Work instruction: Look through the data below. Collect every line where the word "PORT" occurs.
======
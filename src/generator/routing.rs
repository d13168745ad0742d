//! Routing rules and remote rule sets
//!
//! Rule order matters to the client: first match wins. Rejections are placed
//! ahead of bypasses so a blocked domain cannot leak through a direct rule,
//! and the selector catch-all is always last.

use std::collections::BTreeMap;
use std::net::IpAddr;

use serde::{Deserialize, Serialize};

use crate::constants::SELECTOR_GROUP_NAME;
use crate::settings::Settings;
use crate::utils::is_domain;

const RULE_SET_BASE: &str = "https://github.com/MetaCubeX/meta-rules-dat/raw/refs/heads/meta";
const RULE_SET_INTERVAL: u32 = 86400;

/// A remote rule set entry under `rule-providers`
#[derive(Debug, Clone, PartialEq, Serialize, Deserialize)]
pub struct RuleProvider {
    #[serde(rename = "type")]
    pub provider_type: String,
    pub format: String,
    pub behavior: String,
    pub url: String,
    pub path: String,
    pub interval: u32,
}

#[derive(Debug, Clone, Copy, PartialEq, Eq)]
pub enum RuleBehavior {
    Domain,
    IpCidr,
}

impl RuleBehavior {
    pub fn as_str(&self) -> &'static str {
        match self {
            RuleBehavior::Domain => "domain",
            RuleBehavior::IpCidr => "ipcidr",
        }
    }

    fn folder(&self) -> &'static str {
        match self {
            RuleBehavior::Domain => "geosite",
            RuleBehavior::IpCidr => "geoip",
        }
    }
}

#[derive(Debug, Clone, Copy, PartialEq, Eq)]
pub enum RuleAction {
    Direct,
    Reject,
}

impl RuleAction {
    pub fn as_str(&self) -> &'static str {
        match self {
            RuleAction::Direct => "DIRECT",
            RuleAction::Reject => "REJECT",
        }
    }
}

/// One entry of the built-in rule set table
#[derive(Debug, Clone, Copy)]
pub struct RuleSet {
    pub name: &'static str,
    pub file: &'static str,
    pub behavior: RuleBehavior,
    pub action: RuleAction,
    enabled: fn(&Settings) -> bool,
}

impl RuleSet {
    pub fn is_enabled(&self, settings: &Settings) -> bool {
        (self.enabled)(settings)
    }

    pub fn provider(&self) -> RuleProvider {
        RuleProvider {
            provider_type: "http".to_string(),
            format: "mrs".to_string(),
            behavior: self.behavior.as_str().to_string(),
            url: format!(
                "{}/geo/{}/{}.mrs",
                RULE_SET_BASE,
                self.behavior.folder(),
                self.file
            ),
            path: format!("./ruleset/{}.mrs", self.name),
            interval: RULE_SET_INTERVAL,
        }
    }

    fn rule(&self) -> String {
        match self.behavior {
            RuleBehavior::Domain => format!("RULE-SET,{},{}", self.name, self.action.as_str()),
            RuleBehavior::IpCidr => format!(
                "RULE-SET,{},{},no-resolve",
                self.name,
                self.action.as_str()
            ),
        }
    }
}

pub static RULE_SETS: [RuleSet; 8] = [
    RuleSet {
        name: "ads",
        file: "category-ads-all",
        behavior: RuleBehavior::Domain,
        action: RuleAction::Reject,
        enabled: |settings| settings.block_ads,
    },
    RuleSet {
        name: "porn",
        file: "category-porn",
        behavior: RuleBehavior::Domain,
        action: RuleAction::Reject,
        enabled: |settings| settings.block_porn,
    },
    RuleSet {
        name: "iran",
        file: "category-ir",
        behavior: RuleBehavior::Domain,
        action: RuleAction::Direct,
        enabled: |settings| settings.bypass_iran,
    },
    RuleSet {
        name: "iran-ip",
        file: "ir",
        behavior: RuleBehavior::IpCidr,
        action: RuleAction::Direct,
        enabled: |settings| settings.bypass_iran,
    },
    RuleSet {
        name: "china",
        file: "cn",
        behavior: RuleBehavior::Domain,
        action: RuleAction::Direct,
        enabled: |settings| settings.bypass_china,
    },
    RuleSet {
        name: "china-ip",
        file: "cn",
        behavior: RuleBehavior::IpCidr,
        action: RuleAction::Direct,
        enabled: |settings| settings.bypass_china,
    },
    RuleSet {
        name: "russia",
        file: "category-ru",
        behavior: RuleBehavior::Domain,
        action: RuleAction::Direct,
        enabled: |settings| settings.bypass_russia,
    },
    RuleSet {
        name: "russia-ip",
        file: "ru",
        behavior: RuleBehavior::IpCidr,
        action: RuleAction::Direct,
        enabled: |settings| settings.bypass_russia,
    },
];

/// Rule sets switched on by `settings`, in table order
pub fn enabled_rule_sets(settings: &Settings) -> impl Iterator<Item = &'static RuleSet> + '_ {
    RULE_SETS.iter().filter(move |set| set.is_enabled(settings))
}

/// Rule providers for every enabled rule set, keyed by name
pub fn build_rule_providers(settings: &Settings) -> BTreeMap<String, RuleProvider> {
    enabled_rule_sets(settings)
        .map(|set| (set.name.to_string(), set.provider()))
        .collect()
}

/// Turn one user-supplied entry into a rule, `None` when it is neither an IP,
/// a CIDR nor a domain
pub fn custom_rule(entry: &str, action: RuleAction) -> Option<String> {
    let entry = entry.trim();
    if entry.is_empty() {
        return None;
    }

    let (address, prefix) = match entry.split_once('/') {
        Some((address, prefix)) => (address, Some(prefix)),
        None => (entry, None),
    };
    if let Ok(ip) = address.trim_matches(|c| c == '[' || c == ']').parse::<IpAddr>() {
        let max_prefix = if ip.is_ipv4() { 32 } else { 128 };
        let prefix = match prefix {
            Some(prefix) => prefix.parse::<u8>().ok().filter(|p| *p <= max_prefix)?,
            None => max_prefix,
        };
        let kind = if ip.is_ipv4() { "IP-CIDR" } else { "IP-CIDR6" };
        return Some(format!(
            "{},{}/{},{},no-resolve",
            kind,
            ip,
            prefix,
            action.as_str()
        ));
    }

    if prefix.is_none() && is_domain(entry) {
        return Some(format!("DOMAIN-SUFFIX,{},{}", entry, action.as_str()));
    }
    None
}

fn rule_sets_for(settings: &Settings, action: RuleAction) -> impl Iterator<Item = String> + '_ {
    enabled_rule_sets(settings)
        .filter(move |set| set.action == action)
        .map(RuleSet::rule)
}

fn custom_rules<'a>(
    entries: &'a [String],
    action: RuleAction,
) -> impl Iterator<Item = String> + 'a {
    entries
        .iter()
        .filter_map(move |entry| custom_rule(entry, action))
}

/// Build the ordered rule list
pub fn build_routing_rules(settings: &Settings, warp: bool) -> Vec<String> {
    let mut rules = Vec::new();
    if settings.bypass_lan {
        rules.push("GEOIP,lan,DIRECT,no-resolve".to_string());
    }

    rules.extend(rule_sets_for(settings, RuleAction::Reject));
    rules.extend(custom_rules(&settings.custom_block_rules, RuleAction::Reject));
    rules.extend(rule_sets_for(settings, RuleAction::Direct));
    rules.extend(custom_rules(&settings.custom_bypass_rules, RuleAction::Direct));

    if !warp && settings.block_udp_443 {
        rules.push("AND,((NETWORK,udp),(DST-PORT,443)),REJECT".to_string());
    }
    rules.push(format!("MATCH,{}", SELECTOR_GROUP_NAME));
    rules
}

#[cfg(test)]
mod tests {
    use super::*;

    #[test]
    fn test_custom_rule_kinds() {
        assert_eq!(
            custom_rule("10.0.0.1", RuleAction::Direct).as_deref(),
            Some("IP-CIDR,10.0.0.1/32,DIRECT,no-resolve")
        );
        assert_eq!(
            custom_rule("10.0.0.0/8", RuleAction::Reject).as_deref(),
            Some("IP-CIDR,10.0.0.0/8,REJECT,no-resolve")
        );
        assert_eq!(
            custom_rule("2001:db8::/32", RuleAction::Direct).as_deref(),
            Some("IP-CIDR6,2001:db8::/32,DIRECT,no-resolve")
        );
        assert_eq!(
            custom_rule("example.com", RuleAction::Direct).as_deref(),
            Some("DOMAIN-SUFFIX,example.com,DIRECT")
        );
        assert_eq!(custom_rule("10.0.0.0/40", RuleAction::Direct), None);
        assert_eq!(custom_rule("  ", RuleAction::Direct), None);
    }

    #[test]
    fn test_rule_order() {
        let mut settings = Settings::new();
        settings.bypass_lan = true;
        settings.bypass_iran = true;
        settings.block_ads = true;
        settings.block_udp_443 = true;
        settings.custom_block_rules = vec!["bad.example".to_string()];
        settings.custom_bypass_rules = vec!["192.168.1.0/24".to_string()];

        let rules = build_routing_rules(&settings, false);
        assert_eq!(
            rules,
            vec![
                "GEOIP,lan,DIRECT,no-resolve",
                "RULE-SET,ads,REJECT",
                "DOMAIN-SUFFIX,bad.example,REJECT",
                "RULE-SET,iran,DIRECT",
                "RULE-SET,iran-ip,DIRECT,no-resolve",
                "IP-CIDR,192.168.1.0/24,DIRECT,no-resolve",
                "AND,((NETWORK,udp),(DST-PORT,443)),REJECT",
                "MATCH,✅ Selector",
            ]
        );

        let warp_rules = build_routing_rules(&settings, true);
        assert!(!warp_rules.iter().any(|rule| rule.starts_with("AND,")));
    }

    #[test]
    fn test_providers_follow_toggles() {
        let mut settings = Settings::new();
        assert!(build_rule_providers(&settings).is_empty());

        settings.bypass_china = true;
        let providers = build_rule_providers(&settings);
        assert_eq!(providers.len(), 2);
        assert_eq!(providers["china-ip"].behavior, "ipcidr");
        assert!(providers["china"].url.ends_with("/geo/geosite/cn.mrs"));
    }
}
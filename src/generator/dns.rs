//! DNS sub-document

use std::collections::BTreeMap;

use serde::{Deserialize, Serialize};

use super::routing::{enabled_rule_sets, RuleAction, RuleBehavior};
use crate::constants::SELECTOR_GROUP_NAME;
use crate::settings::Settings;
use crate::utils::is_domain;

const DNS_LISTEN: &str = "0.0.0.0:1053";
const WARP_REMOTE_DNS: &str = "1.1.1.1";
const FAKE_IP_RANGE: &str = "198.18.0.1/16";

/// Domains the client itself needs before any proxy is usable
const BOOTSTRAP_DOMAINS: [&str; 2] = ["raw.githubusercontent.com", "time.cloudflare.com"];

#[derive(Debug, Clone, PartialEq, Serialize, Deserialize)]
#[serde(rename_all = "kebab-case")]
pub struct ClashDns {
    pub enable: bool,
    pub listen: String,
    pub ipv6: bool,
    pub respect_rules: bool,
    pub use_system_hosts: bool,
    pub nameserver: Vec<String>,
    pub proxy_server_nameserver: Vec<String>,
    pub nameserver_policy: BTreeMap<String, String>,
    pub enhanced_mode: String,
    #[serde(skip_serializing_if = "Option::is_none")]
    pub fake_ip_range: Option<String>,
    #[serde(skip_serializing_if = "Vec::is_empty", default)]
    pub fake_ip_filter: Vec<String>,
    #[serde(skip_serializing_if = "Option::is_none")]
    pub prefer_h3: Option<bool>,
}

/// Build the DNS block
///
/// # Arguments
/// * `settings` - Settings providing resolvers and bypass toggles
/// * `chain_server` - Server of the chain proxy, when chaining is active
/// * `warp` - Whether the document is a WARP document
/// * `pro` - Whether enhanced WARP options are in use
pub fn build_dns(
    settings: &Settings,
    chain_server: Option<&str>,
    warp: bool,
    pro: bool,
) -> ClashDns {
    let remote = if warp {
        WARP_REMOTE_DNS
    } else {
        settings.remote_dns.as_str()
    };
    let remote_via_selector = format!("{}#{}", remote, SELECTOR_GROUP_NAME);

    let mut policy: BTreeMap<String, String> = BOOTSTRAP_DOMAINS
        .iter()
        .map(|domain| (domain.to_string(), settings.local_dns.clone()))
        .collect();

    for set in enabled_rule_sets(settings)
        .filter(|set| set.action == RuleAction::Direct && set.behavior == RuleBehavior::Domain)
    {
        policy.insert(format!("rule-set:{}", set.name), settings.local_dns.clone());
    }

    if let Some(server) = chain_server.filter(|server| !warp && is_domain(server)) {
        policy.insert(server.to_string(), remote_via_selector.clone());
    }

    let (enhanced_mode, fake_ip_range, fake_ip_filter) = if settings.fake_dns {
        (
            "fake-ip",
            Some(FAKE_IP_RANGE.to_string()),
            vec!["geosite:private".to_string()],
        )
    } else {
        ("redir-host", None, Vec::new())
    };

    ClashDns {
        enable: true,
        listen: DNS_LISTEN.to_string(),
        ipv6: settings.enable_ipv6,
        respect_rules: true,
        use_system_hosts: false,
        nameserver: vec![remote_via_selector],
        proxy_server_nameserver: vec![settings.local_dns.clone()],
        nameserver_policy: policy,
        enhanced_mode: enhanced_mode.to_string(),
        fake_ip_range,
        fake_ip_filter,
        prefer_h3: if warp && pro { Some(true) } else { None },
    }
}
======
Response box:
        rules.push("AND,((NETWORK,udp),(DST-PORT,443)),REJECT".to_string());
                "AND,((NETWORK,udp),(DST-PORT,443)),REJECT",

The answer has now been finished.